Dee frowns. "Uh. Before or after she ended up in the—"
I hit the brakes. In front of us stand three robed figures. Which means there are at least five standing in the back. This is as far as we're going.
"We're here." Bobby squeezes my shoulder. "Try acting nice and keep your mouth shut." he tells me.
"I'm always nice." I say.
"Then just keep your fucking mouth shut." He slides his hands into his pocket. "Don't forget your toys, kids."
Always impatient, he hops out of the camper, finally giving a chance for Dee and me to try and tal—
"I don't want to hear it." she says bluntly. "Now doesn't seem to be the time, anyway."
"I'm sorry." It's still the only thing I can think to say.
"Imagine if it's me in that store. Would it be fine then?"
"No! And I never said what he's doing is fine. I just told you the way he saw it."
"You worked for him."
"And why do you think I stopped?"
"Whatever it was, it wasn't because of this. Don't try to pretend otherwise. Those people were just objects to you then and I bet a lot of them still are now. Like I was up until recently. Right? You're the guy who gets used to all the screaming. That's what you told me, right? It was the only way to survive?"
"The screaming isn't, like, a thing specific to the shops, almost all of the people who wake up as—"
"But it is the loudest you've ever heard in the shops, isn't it? But, hey, I bet the ones you've 'psychologically broken,' aren't as bad. I'm sure those keep nice and quiet."
I squeeze the steering wheel. "No."
"No.

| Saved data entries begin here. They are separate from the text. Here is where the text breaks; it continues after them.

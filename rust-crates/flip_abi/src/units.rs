use crate::AbiError;
use alloy::primitives::{
    U256,
    utils,
};

/// Amounts in the smallest on-chain unit.
pub type Wei = U256;

pub const ETHER_DECIMALS: usize = 18;

/// Converts a user-supplied decimal string such as `"0.001"` into wei.
///
/// Accepts the shorthand forms `".5"` and `"1."`; rejects signs, exponents
/// and more than 18 fractional digits.
pub fn parse_ether(raw: &str) -> Result<Wei, AbiError> {
    let invalid = || AbiError::InvalidAmount(raw.to_string());
    let trimmed = raw.trim();
    let (whole, fraction) = trimmed.split_once('.').unwrap_or((trimmed, ""));
    if whole.is_empty() && fraction.is_empty() {
        return Err(invalid());
    }
    let all_digits = |s: &str| s.bytes().all(|b| b.is_ascii_digit());
    if !all_digits(whole) || !all_digits(fraction) || fraction.len() > ETHER_DECIMALS {
        return Err(invalid());
    }

    let whole = if whole.is_empty() { "0" } else { whole };
    let normalized = if fraction.is_empty() {
        whole.to_string()
    } else {
        format!("{whole}.{fraction}")
    };
    utils::parse_ether(&normalized).map_err(|_| invalid())
}

/// Renders `wei` as ether, truncated to `places` fractional digits.
pub fn format_ether(wei: Wei, places: usize) -> String {
    let full = utils::format_ether(wei);
    let (whole, fraction) = full.split_once('.').unwrap_or((full.as_str(), ""));
    let places = places.min(ETHER_DECIMALS);
    if places == 0 {
        return whole.to_string();
    }
    let digits = format!("{fraction:0<width$}", width = ETHER_DECIMALS);
    format!("{whole}.{}", &digits[..places])
}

Well. Learn something new every day."
She gets up. "And now we're going to burn down a tree with a living woman inside it because your 'friend' is asking us to."
"He's not my—"
"Whatever."
I close my eyes. Suddenly, it's like I'm right back at that train station. Bobby's spread himself out on the tracks. I'm standing at the platform, unsure of what the hell to do.

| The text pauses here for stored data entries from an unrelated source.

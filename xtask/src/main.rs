use anyhow::{
    Context,
    Result,
    ensure,
};
use clap::{
    Parser,
    Subcommand,
};
use std::{
    path::{
        Path,
        PathBuf,
    },
    process::Command,
};

#[derive(Parser)]
#[command(
    name = "xtask",
    about = "Claw Flip helper tasks (fmt, clippy, tests)",
    arg_required_else_help = true
)]
struct Cli {
    #[command(subcommand)]
    command: Commands,
}

#[derive(Subcommand)]
enum Commands {
    /// Check formatting for the entire workspace
    Fmt {
        /// Rewrite files instead of only checking them
        #[arg(long)]
        fix: bool,
    },
    /// Run clippy for the entire workspace with warnings-as-errors
    Clippy,
    /// Run the test suites
    Test {
        /// Only run the scenario tests in `integration-tests`
        #[arg(long)]
        integration_only: bool,
    },
    /// Formatting check, clippy and the full test suite, in that order
    Ci,
}

fn main() -> Result<()> {
    let cli = Cli::parse();
    let root = repo_root()?;

    match cli.command {
        Commands::Fmt { fix } => run_fmt(&root, fix)?,
        Commands::Clippy => run_clippy(&root)?,
        Commands::Test { integration_only } => run_tests(&root, integration_only)?,
        Commands::Ci => {
            run_fmt(&root, false)?;
            run_clippy(&root)?;
            run_tests(&root, false)?;
        }
    }

    Ok(())
}

fn repo_root() -> Result<PathBuf> {
    Path::new(env!("CARGO_MANIFEST_DIR"))
        .parent()
        .map(Path::to_path_buf)
        .context("xtask has no parent directory")
}

fn run_fmt(root: &Path, fix: bool) -> Result<()> {
    let mut cmd = Command::new("cargo");
    cmd.arg("fmt").arg("--all").current_dir(root);
    if !fix {
        cmd.arg("--").arg("--check");
    }
    run_command(cmd, "cargo fmt")
}

fn run_clippy(root: &Path) -> Result<()> {
    let mut cmd = Command::new("cargo");
    cmd.arg("clippy")
        .arg("--workspace")
        .arg("--all-targets")
        .arg("--all-features")
        .arg("--")
        .arg("-D")
        .arg("warnings")
        .current_dir(root);
    run_command(cmd, "cargo clippy")
}

fn run_tests(root: &Path, integration_only: bool) -> Result<()> {
    let mut cmd = Command::new("cargo");
    cmd.arg("test").current_dir(root);
    let label = if integration_only {
        cmd.arg("-p").arg("integration-tests");
        "cargo test -p integration-tests"
    } else {
        cmd.arg("--workspace");
        "cargo test --workspace"
    };
    run_command(cmd, label)
}

fn run_command(mut cmd: Command, label: &str) -> Result<()> {
    println!("Running: {}", label);
    let status = cmd
        .status()
        .with_context(|| format!("failed to run {label}"))?;
    ensure!(status.success(), "{label} failed with status {status}");
    Ok(())
}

I'm still not saying anything.
It's pissing him off.
And in that moment, I realize I hate him.
I hear our train coming. He sees it, too, but doesn't seem to move.
Our eyes are locked. I'm so goddamn exhausted.
"I quit, Bobby." I tell him.
"You've got nowhere else to go." he says.
The train hits him. I stay on the platform. I can hear screaming from somewhere. Maybe it's Bobby's. It doesn't hurt him; if he's the one screaming, he's doing it just because he can.
A few minutes pass before I start looking for the pacemaker. I know we'll have to find him a new body. And I'm the man that'll have to install the pacemaker into it. And in the new body, he's gonna need time to adjust. He'll need me for that, too. Then there's some logistical stuff that still hasn't been settled. Probably not doable without me. And then there's The Order of St. Gareth. Those guys don't look like they're going to leave the woods anytime soon. They keep asking for some of our objects. Can't imagine Bobby's gonna manage to get out of that without me in some capacity. There's also that 'one brain, bunch of workers' idea he had. No doubt he'll try to get me to work on that, too.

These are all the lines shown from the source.